As a business, you can tell people all you want that customer service is important to you but the words alone don’t make it true.
A few months back I wrote this article about the great customer service I was receiving from Charter via Twitter. I was impressed by the individual attention and concern for customers that the Twitter reps showed me and other Charter customers. I stated in the post that it was the reason I hadn’t jumped ship from a service that often saw me getting less than stellar Internet service.
Sadly, Charter quietly discontinued the customer service reps on Twitter late last year. And to be honest, I think I now know how Baltimore Colts fans must have felt when their team packed up and moved to Indy. I feel cheated, tricked and worst of all, unimportant.

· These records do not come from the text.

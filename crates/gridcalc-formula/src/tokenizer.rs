//! Formula tokenizer
//!
//! A hand-written scanner that turns formula text into a flat [`Token`]
//! sequence. Function arguments are scanned recursively into their own
//! sequences, so argument separators never appear as tokens.

use crate::config::EngineConfig;
use crate::error::{FormulaError, FormulaResult};
use crate::token::{Literal, Operator, Paren, Token};
use gridcalc_core::{CellAddress, CellRange};
use rust_decimal::Decimal;
use std::str::FromStr;
use tracing::trace;

/// Tokenize a formula using the default [`EngineConfig`]
///
/// # Example
/// ```rust
/// use gridcalc_formula::{tokenize, Token};
///
/// let tokens = tokenize("=SUM(A1:A3) * 2").unwrap();
/// assert_eq!(tokens.len(), 3);
/// assert!(matches!(tokens[0], Token::Function { .. }));
/// ```
pub fn tokenize(expression: &str) -> FormulaResult<Vec<Token>> {
    tokenize_with_config(expression, &EngineConfig::default())
}

/// Tokenize a formula, enforcing the length and grid limits of `config`
pub fn tokenize_with_config(expression: &str, config: &EngineConfig) -> FormulaResult<Vec<Token>> {
    let length = expression.chars().count();
    if length > config.max_formula_length {
        return Err(FormulaError::tokenize(
            format!(
                "Formula is {} characters long, the limit is {}",
                length, config.max_formula_length
            ),
            "",
            config.max_formula_length,
        ));
    }

    // Leading '=' is optional
    let leading_ws = expression.len() - expression.trim_start().len();
    let mut start = leading_ws;
    if expression[start..].starts_with('=') {
        start += 1;
    }

    let mut tokenizer = Tokenizer {
        input: expression,
        pos: start,
        config,
    };
    let (tokens, _) = tokenizer.scan_sequence(false)?;
    trace!(expression, count = tokens.len(), "tokenized formula");
    Ok(tokens)
}

/// Why a token sequence ended
enum Stop {
    End,
    Comma,
    Close,
}

struct Tokenizer<'a> {
    input: &'a str,
    pos: usize,
    config: &'a EngineConfig,
}

impl<'a> Tokenizer<'a> {
    /// Scan tokens until the end of input, or, inside a function argument
    /// list, until a top-level `,` or the closing `)`.
    fn scan_sequence(&mut self, in_args: bool) -> FormulaResult<(Vec<Token>, Stop)> {
        let mut tokens: Vec<Token> = Vec::new();
        let mut depth = 0usize;

        loop {
            self.skip_whitespace();
            let start = self.pos;
            let c = match self.peek_char() {
                Some(c) => c,
                None if in_args => {
                    return Err(self.error_at("Unterminated function argument list", start))
                }
                None => return Ok((tokens, Stop::End)),
            };

            let unary_position = matches!(
                tokens.last(),
                None | Some(Token::Operator(_)) | Some(Token::Paren(Paren::Open))
            );

            match c {
                '+' => {
                    self.advance();
                    // unary plus is a no-op
                    if !unary_position {
                        tokens.push(Token::Operator(Operator::Add));
                    }
                }
                '-' => {
                    self.advance();
                    tokens.push(Token::Operator(if unary_position {
                        Operator::Negate
                    } else {
                        Operator::Subtract
                    }));
                }
                '*' => {
                    self.advance();
                    tokens.push(Token::Operator(Operator::Multiply));
                }
                '/' => {
                    self.advance();
                    tokens.push(Token::Operator(Operator::Divide));
                }
                '^' => {
                    self.advance();
                    tokens.push(Token::Operator(Operator::Power));
                }
                '<' => {
                    self.advance();
                    let op = match self.peek_char() {
                        Some('=') => {
                            self.advance();
                            Operator::LessEqual
                        }
                        Some('>') => {
                            self.advance();
                            Operator::NotEqual
                        }
                        _ => Operator::LessThan,
                    };
                    tokens.push(Token::Operator(op));
                }
                '>' => {
                    self.advance();
                    let op = if self.peek_char() == Some('=') {
                        self.advance();
                        Operator::GreaterEqual
                    } else {
                        Operator::GreaterThan
                    };
                    tokens.push(Token::Operator(op));
                }
                '=' => {
                    self.advance();
                    tokens.push(Token::Operator(Operator::Equal));
                }
                '(' => {
                    self.advance();
                    depth += 1;
                    tokens.push(Token::Paren(Paren::Open));
                }
                ')' => {
                    if in_args && depth == 0 {
                        self.advance();
                        return Ok((tokens, Stop::Close));
                    }
                    self.advance();
                    depth = depth.saturating_sub(1);
                    tokens.push(Token::Paren(Paren::Close));
                }
                ',' => {
                    if in_args && depth == 0 {
                        self.advance();
                        return Ok((tokens, Stop::Comma));
                    }
                    return Err(self.error_at("Unexpected ','", start));
                }
                ':' => return Err(self.error_at("Unexpected ':'", start)),
                '"' => tokens.push(self.scan_string()?),
                c if c.is_ascii_digit()
                    || (c == '.' && self.peek_char_at(1).map_or(false, |d| d.is_ascii_digit())) =>
                {
                    tokens.push(self.scan_number()?);
                }
                c if c.is_ascii_alphabetic() || c == '_' => {
                    tokens.push(self.scan_identifier()?);
                }
                _ => {
                    self.advance();
                    return Err(self.error_at("Unrecognised character", start));
                }
            }
        }
    }

    fn scan_string(&mut self) -> FormulaResult<Token> {
        let start = self.pos;
        self.advance(); // opening quote

        let mut s = String::new();
        loop {
            match self.peek_char() {
                Some('"') => {
                    self.advance();
                    // "" is an escaped quote
                    if self.peek_char() == Some('"') {
                        s.push('"');
                        self.advance();
                    } else {
                        return Ok(Token::Value(Literal::Text(s)));
                    }
                }
                Some(c) => {
                    s.push(c);
                    self.advance();
                }
                None => return Err(self.error_at("Unterminated string", start)),
            }
        }
    }

    fn scan_number(&mut self) -> FormulaResult<Token> {
        let start = self.pos;
        let mut dots = 0;

        while let Some(c) = self.peek_char() {
            if c.is_ascii_digit() {
                self.advance();
            } else if c == '.' {
                dots += 1;
                self.advance();
            } else {
                break;
            }
        }

        if dots > 1 {
            return Err(self.error_at("Malformed number", start));
        }

        let text = &self.input[start..self.pos];
        Decimal::from_str(text)
            .map(|n| Token::Value(Literal::Number(n)))
            .map_err(|_| self.error_at("Number out of range", start))
    }

    fn scan_identifier(&mut self) -> FormulaResult<Token> {
        let start = self.pos;
        self.take_word();
        let word = &self.input[start..self.pos];

        // NAME( is a function call, whatever the name looks like
        if self.peek_char() == Some('(') {
            self.advance();
            let args = self.scan_arguments(start)?;
            return Ok(Token::Function {
                name: word.to_ascii_uppercase(),
                args,
            });
        }

        if word.eq_ignore_ascii_case("TRUE") {
            return Ok(Token::Value(Literal::Boolean(true)));
        }
        if word.eq_ignore_ascii_case("FALSE") {
            return Ok(Token::Value(Literal::Boolean(false)));
        }

        if !is_reference(word) {
            return Err(self.error_at("Unrecognised name", start));
        }
        let first = self.reference(word, start)?;

        if self.peek_char() != Some(':') {
            return Ok(Token::Reference(first));
        }
        self.advance();

        let second_start = self.pos;
        self.take_word();
        let second = &self.input[second_start..self.pos];
        if !is_reference(second) {
            return Err(self.error_at("Range end is not a cell reference", start));
        }
        let second = self.reference(second, second_start)?;

        Ok(Token::Range(CellRange::new(first, second)))
    }

    /// Scan the arguments after `NAME(`, up to and including the matching `)`
    fn scan_arguments(&mut self, name_start: usize) -> FormulaResult<Vec<Vec<Token>>> {
        self.skip_whitespace();
        if self.peek_char() == Some(')') {
            self.advance();
            return Ok(Vec::new());
        }

        let mut args = Vec::new();
        loop {
            let (arg, stop) = self.scan_sequence(true)?;
            args.push(arg);
            match stop {
                Stop::Comma => continue,
                Stop::Close => return Ok(args),
                Stop::End => {
                    return Err(self.error_at("Unterminated function argument list", name_start))
                }
            }
        }
    }

    fn reference(&self, word: &str, start: usize) -> FormulaResult<CellAddress> {
        let addr = CellAddress::parse(word)
            .and_then(|addr| {
                addr.check_bounds(self.config.max_rows, self.config.max_columns)?;
                Ok(addr)
            })
            .map_err(|e| FormulaError::tokenize(e.to_string(), word, start))?;
        Ok(addr)
    }

    fn error_at(&self, message: &str, start: usize) -> FormulaError {
        let end = self.pos.max(start);
        let fragment = self.input.get(start..end).unwrap_or_default();
        FormulaError::tokenize(message, fragment, start)
    }

    // === Helper methods ===

    fn take_word(&mut self) {
        while self
            .peek_char()
            .map_or(false, |c| c.is_ascii_alphanumeric() || c == '_' || c == '.')
        {
            self.advance();
        }
    }

    fn peek_char(&self) -> Option<char> {
        self.input[self.pos..].chars().next()
    }

    fn peek_char_at(&self, offset: usize) -> Option<char> {
        self.input[self.pos..].chars().nth(offset)
    }

    fn advance(&mut self) {
        if let Some(c) = self.peek_char() {
            self.pos += c.len_utf8();
        }
    }

    fn skip_whitespace(&mut self) {
        while self.peek_char().map_or(false, |c| c.is_whitespace()) {
            self.advance();
        }
    }
}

Sure, the commercials say that Charter has ‘the highest customer satisfaction ever’ but I’m here to tell you that their actions speak louder than their words. If Charter really cared about customers, they would have recognized that the social media reps were far more helpful than the phone or online chat reps. The social media reps listened to customers rather than taking them routinely through modem reboots taking up precious time. The social media reps saw customer as the individuals we are, with differing levels of computer technology know how. And most importantly, the social media reps made sure that things got fixed, even if that meant that local technicians had their noses bent out of place a little.

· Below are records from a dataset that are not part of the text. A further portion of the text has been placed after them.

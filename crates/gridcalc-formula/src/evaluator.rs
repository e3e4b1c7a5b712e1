//! Formula evaluator
//!
//! Evaluates token sequences with a two-stack (shunting-yard) algorithm:
//! operands are resolved and pushed as they are read, operators wait on a
//! second stack until an operator of lower binding strength, a closing
//! parenthesis, or the end of the sequence forces them to apply.

use crate::error::{FormulaError, FormulaResult};
use crate::functions::FunctionRegistry;
use crate::number;
use crate::resolver::{resolve, CellLookup};
use crate::token::{Operator, Paren, Token};
use chrono::{Local, NaiveDateTime};
use gridcalc_core::{CellError, CellValue};
use rust_decimal::Decimal;
use std::cmp::Ordering;

/// Value types during formula evaluation
#[derive(Debug, Clone, PartialEq)]
pub enum FormulaValue {
    Number(Decimal),
    Text(String),
    Boolean(bool),
    Date(NaiveDateTime),
    Error(CellError),
    /// Range contents, rows outer
    Array(Vec<Vec<FormulaValue>>),
    Empty,
}

impl FormulaValue {
    /// Convert to a number, if possible (lenient: numeric text and dates count)
    pub fn as_decimal(&self) -> Option<Decimal> {
        number::to_decimal(self).ok()
    }

    /// Truthiness used by IF, AND, OR and NOT
    ///
    /// Numbers are true when non-zero, empty is false, text is read as
    /// TRUE/FALSE when it spells one and is otherwise true when non-empty,
    /// dates are true. Errors and arrays have no truth value.
    pub fn truthy(&self) -> Option<bool> {
        match self {
            FormulaValue::Boolean(b) => Some(*b),
            FormulaValue::Number(n) => Some(!n.is_zero()),
            FormulaValue::Empty => Some(false),
            FormulaValue::Text(s) => {
                if s.eq_ignore_ascii_case("TRUE") {
                    Some(true)
                } else if s.eq_ignore_ascii_case("FALSE") {
                    Some(false)
                } else {
                    Some(!s.is_empty())
                }
            }
            FormulaValue::Date(_) => Some(true),
            FormulaValue::Error(_) | FormulaValue::Array(_) => None,
        }
    }

    /// Convert to display text
    pub fn as_text(&self) -> String {
        match self {
            FormulaValue::Number(n) => n.normalize().to_string(),
            FormulaValue::Text(s) => s.clone(),
            FormulaValue::Boolean(true) => "TRUE".to_string(),
            FormulaValue::Boolean(false) => "FALSE".to_string(),
            FormulaValue::Date(_) => CellValue::from(self.clone()).to_string(),
            FormulaValue::Error(e) => e.to_string(),
            FormulaValue::Empty => String::new(),
            FormulaValue::Array(_) => CellError::Value.to_string(),
        }
    }

    /// Check if this is an error
    pub fn is_error(&self) -> bool {
        matches!(self, FormulaValue::Error(_))
    }

    /// Get the error if this is one
    pub fn error(&self) -> Option<CellError> {
        match self {
            FormulaValue::Error(e) => Some(*e),
            _ => None,
        }
    }

    pub fn type_name(&self) -> &'static str {
        match self {
            FormulaValue::Number(_) => "number",
            FormulaValue::Text(_) => "text",
            FormulaValue::Boolean(_) => "boolean",
            FormulaValue::Date(_) => "date",
            FormulaValue::Error(_) => "error",
            FormulaValue::Array(_) => "range",
            FormulaValue::Empty => "empty",
        }
    }
}

impl From<CellValue> for FormulaValue {
    fn from(value: CellValue) -> Self {
        match value {
            CellValue::Empty => FormulaValue::Empty,
            CellValue::Number(n) => FormulaValue::Number(n),
            CellValue::Text(s) => FormulaValue::Text(s.as_str().to_string()),
            CellValue::Boolean(b) => FormulaValue::Boolean(b),
            CellValue::Date(d) => FormulaValue::Date(d),
            CellValue::Error(e) => FormulaValue::Error(e),
        }
    }
}

impl From<FormulaValue> for CellValue {
    fn from(value: FormulaValue) -> Self {
        match value {
            FormulaValue::Empty => CellValue::Empty,
            FormulaValue::Number(n) => CellValue::Number(n),
            FormulaValue::Text(s) => CellValue::text(s),
            FormulaValue::Boolean(b) => CellValue::Boolean(b),
            FormulaValue::Date(d) => CellValue::Date(d),
            FormulaValue::Error(e) => CellValue::Error(e),
            // a single cell cannot show a whole range
            FormulaValue::Array(_) => CellValue::Error(CellError::Value),
        }
    }
}

impl From<Decimal> for FormulaValue {
    fn from(n: Decimal) -> Self {
        FormulaValue::Number(n)
    }
}

impl From<i64> for FormulaValue {
    fn from(n: i64) -> Self {
        FormulaValue::Number(Decimal::from(n))
    }
}

impl From<bool> for FormulaValue {
    fn from(b: bool) -> Self {
        FormulaValue::Boolean(b)
    }
}

impl From<&str> for FormulaValue {
    fn from(s: &str) -> Self {
        FormulaValue::Text(s.to_string())
    }
}

impl From<String> for FormulaValue {
    fn from(s: String) -> Self {
        FormulaValue::Text(s)
    }
}

/// Context for formula evaluation
///
/// Carries everything a formula may read: the cells, the functions it may
/// call and the clock volatile functions report.
pub struct EvaluationContext<'a> {
    /// Cell values referenced by the formula
    pub lookup: &'a dyn CellLookup,
    /// Functions the formula may call
    pub registry: &'a FunctionRegistry,
    /// Current time as seen by TODAY and NOW
    pub now: NaiveDateTime,
}

impl<'a> EvaluationContext<'a> {
    /// Create a new evaluation context reading the local clock
    pub fn new(lookup: &'a dyn CellLookup, registry: &'a FunctionRegistry) -> Self {
        Self {
            lookup,
            registry,
            now: Local::now().naive_local(),
        }
    }

    /// Pin the clock, for reproducible results
    pub fn with_now(mut self, now: NaiveDateTime) -> Self {
        self.now = now;
        self
    }
}

/// Entries on the operator stack
#[derive(Debug, Clone, Copy)]
enum Pending {
    Operator(Operator),
    Open,
}

/// Evaluate a token sequence
///
/// # Example
/// ```rust
/// use gridcalc_formula::{evaluate, tokenize, EmptyLookup, EvaluationContext, FunctionRegistry};
///
/// let registry = FunctionRegistry::new();
/// let ctx = EvaluationContext::new(&EmptyLookup, &registry);
/// let value = evaluate(&tokenize("=2^3^2").unwrap(), &ctx).unwrap();
/// assert_eq!(value.as_text(), "512");
/// ```
pub fn evaluate(tokens: &[Token], ctx: &EvaluationContext) -> FormulaResult<FormulaValue> {
    let mut operands: Vec<FormulaValue> = Vec::new();
    let mut operators: Vec<Pending> = Vec::new();

    for token in tokens {
        match token {
            Token::Value(_) | Token::Reference(_) | Token::Range(_) => {
                operands.push(resolve(token, ctx.lookup)?);
            }
            Token::Function { name, args } => {
                operands.push(call_function(name, args, ctx)?);
            }
            Token::Operator(op) => {
                // prefix operators bind to what follows, so they never reduce
                if !op.is_unary() {
                    while let Some(Pending::Operator(top)) = operators.last().copied() {
                        let reduces = if op.is_right_associative() {
                            top.precedence() > op.precedence()
                        } else {
                            top.precedence() >= op.precedence()
                        };
                        if !reduces {
                            break;
                        }
                        operators.pop();
                        apply(top, &mut operands)?;
                    }
                }
                operators.push(Pending::Operator(*op));
            }
            Token::Paren(Paren::Open) => operators.push(Pending::Open),
            Token::Paren(Paren::Close) => loop {
                match operators.pop() {
                    Some(Pending::Open) => break,
                    Some(Pending::Operator(op)) => apply(op, &mut operands)?,
                    None => {
                        return Err(FormulaError::UnbalancedParentheses(
                            "')' without matching '('".into(),
                        ))
                    }
                }
            },
        }
    }

    while let Some(pending) = operators.pop() {
        match pending {
            Pending::Operator(op) => apply(op, &mut operands)?,
            Pending::Open => {
                return Err(FormulaError::UnbalancedParentheses(
                    "'(' is never closed".into(),
                ))
            }
        }
    }

    let result = operands
        .pop()
        .ok_or_else(|| FormulaError::MalformedExpression("expression has no value".into()))?;
    if !operands.is_empty() {
        return Err(FormulaError::MalformedExpression(format!(
            "{} values left without an operator",
            operands.len() + 1
        )));
    }
    Ok(result)
}

/// Evaluate a token sequence, turning failures into a cell error value
///
/// Used during recalculation so one failing formula cannot abort the rest.
pub fn evaluate_to_value(tokens: &[Token], ctx: &EvaluationContext) -> FormulaValue {
    match evaluate(tokens, ctx) {
        Ok(value) => value,
        Err(err) => FormulaValue::Error(err.cell_error()),
    }
}

fn call_function(
    name: &str,
    args: &[Vec<Token>],
    ctx: &EvaluationContext,
) -> FormulaResult<FormulaValue> {
    let func = ctx
        .registry
        .get(name)
        .ok_or_else(|| FormulaError::UnknownFunction(name.to_string()))?;

    func.check_arity(args.len())?;

    // a failing argument reaches the function as an error value, so
    // functions like IF can ignore the branch they do not take
    let evaluated_args: Vec<FormulaValue> =
        args.iter().map(|arg| evaluate_to_value(arg, ctx)).collect();

    (func.implementation)(&evaluated_args, ctx)
}

/// Pop the operands of `op`, apply it and push the result
fn apply(op: Operator, operands: &mut Vec<FormulaValue>) -> FormulaResult<()> {
    let missing = || {
        FormulaError::MalformedExpression(format!("operator '{}' is missing an operand", op))
    };

    if op.is_unary() {
        let value = operands.pop().ok_or_else(missing)?;
        operands.push(negate(value)?);
        return Ok(());
    }

    let right = operands.pop().ok_or_else(missing)?;
    let left = operands.pop().ok_or_else(missing)?;
    operands.push(binary_op(op, left, right)?);
    Ok(())
}

fn negate(value: FormulaValue) -> FormulaResult<FormulaValue> {
    if let FormulaValue::Error(e) = value {
        return Ok(FormulaValue::Error(e));
    }
    let n = number::to_decimal(&value)?;
    Ok(FormulaValue::Number(-n))
}

fn binary_op(op: Operator, left: FormulaValue, right: FormulaValue) -> FormulaResult<FormulaValue> {
    // Propagate errors
    if let FormulaValue::Error(e) = left {
        return Ok(FormulaValue::Error(e));
    }
    if let FormulaValue::Error(e) = right {
        return Ok(FormulaValue::Error(e));
    }

    if op.is_comparison() {
        let ordering = compare_values(&left, &right)?;
        let result = match op {
            Operator::Equal => ordering == Ordering::Equal,
            Operator::NotEqual => ordering != Ordering::Equal,
            Operator::LessThan => ordering == Ordering::Less,
            Operator::LessEqual => ordering != Ordering::Greater,
            Operator::GreaterThan => ordering == Ordering::Greater,
            _ => ordering != Ordering::Less,
        };
        return Ok(FormulaValue::Boolean(result));
    }

    let l = number::to_decimal(&left)?;
    let r = number::to_decimal(&right)?;
    match op {
        Operator::Add => Ok(number::add(l, r)),
        Operator::Subtract => Ok(number::subtract(l, r)),
        Operator::Multiply => Ok(number::multiply(l, r)),
        Operator::Divide => number::divide(l, r),
        Operator::Power => number::power(l, r),
        _ => Err(FormulaError::MalformedExpression(format!(
            "'{}' is not a binary operator",
            op
        ))),
    }
}

/// Compare two values for ordering
///
/// Numbers (and dates, as serial numbers) sort before text, text before
/// booleans. Text compares case-insensitively. An empty operand takes the
/// type of the other side.
pub fn compare_values(left: &FormulaValue, right: &FormulaValue) -> FormulaResult<Ordering> {
    let left = empty_as(left, right);
    let right = empty_as(right, &left);

    match (&left, &right) {
        (FormulaValue::Text(l), FormulaValue::Text(r)) => Ok(l.to_lowercase().cmp(&r.to_lowercase())),
        (FormulaValue::Boolean(l), FormulaValue::Boolean(r)) => Ok(l.cmp(r)),
        (FormulaValue::Array(_), _) | (_, FormulaValue::Array(_)) => Err(
            FormulaError::TypeMismatch("cannot compare a range".into()),
        ),
        (FormulaValue::Error(l), FormulaValue::Error(r)) => Ok(l.as_str().cmp(r.as_str())),
        _ => {
            let (lr, rr) = (type_rank(&left), type_rank(&right));
            if lr != rr {
                return Ok(lr.cmp(&rr));
            }
            let l = number::to_decimal(&left)?;
            let r = number::to_decimal(&right)?;
            Ok(l.cmp(&r))
        }
    }
}

fn empty_as(value: &FormulaValue, other: &FormulaValue) -> FormulaValue {
    match (value, other) {
        (FormulaValue::Empty, FormulaValue::Text(_)) => FormulaValue::Text(String::new()),
        (FormulaValue::Empty, FormulaValue::Boolean(_)) => FormulaValue::Boolean(false),
        (FormulaValue::Empty, _) => FormulaValue::Number(Decimal::ZERO),
        (v, _) => v.clone(),
    }
}

fn type_rank(value: &FormulaValue) -> u8 {
    match value {
        FormulaValue::Text(_) => 1,
        FormulaValue::Boolean(_) => 2,
        FormulaValue::Error(_) => 3,
        _ => 0,
    }
}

Did Charter pause to think about people like me for whom sitting on a phone while someone forces me to go through steps I’ve already tried costs money. My phone is also my Internet backup, I can’t use the hotspot if I’m on the phone. I also hate the fact that both phone and online chat reps don’t really listen to you. No matter how many times you tell them you’ve already tried the shut down, reboot thing, they’ll make you do it again. That wastes my time and makes me angry. Well, angrier, because I’m already ticked that my Internet is down…again.
Charter never had the most reliable Internet service here where I am, but their stellar social media customer service kept me loyal. Too bad Charter didn’t feel that same loyalty to their customers. Now with each day of hiccuping connections, I find myself looking for a more reliable alternative.

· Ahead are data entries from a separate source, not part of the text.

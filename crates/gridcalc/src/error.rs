//! Error types for worksheet operations

use gridcalc_formula::FormulaError;
use thiserror::Error;

/// Result type alias using [`Error`]
pub type Result<T> = std::result::Result<T, Error>;

/// Errors returned by [`Worksheet`](crate::Worksheet) mutations
#[derive(Debug, Clone, PartialEq, Error)]
pub enum Error {
    /// The cell address or range could not be parsed, or lies off the grid
    #[error(transparent)]
    Address(#[from] gridcalc_core::Error),

    /// The formula was stored but could not be parsed, or would close a cycle
    #[error(transparent)]
    Formula(#[from] FormulaError),
}

impl Error {
    /// The formula error, if this is one
    pub fn formula_error(&self) -> Option<&FormulaError> {
        match self {
            Error::Formula(e) => Some(e),
            Error::Address(_) => None,
        }
    }
}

As frustrating as this situation has been for me and other Charter customers personally, it makes a great lesson in what not to do as a business. Writers are taught to ‘show, don’t tell’ and this is a good rule for customer service as well. Be active in providing the type of services that make your clients happy.
Amazingly, when you do that, the clients themselves will let others know and you won’t need your own words to try to convince people you care.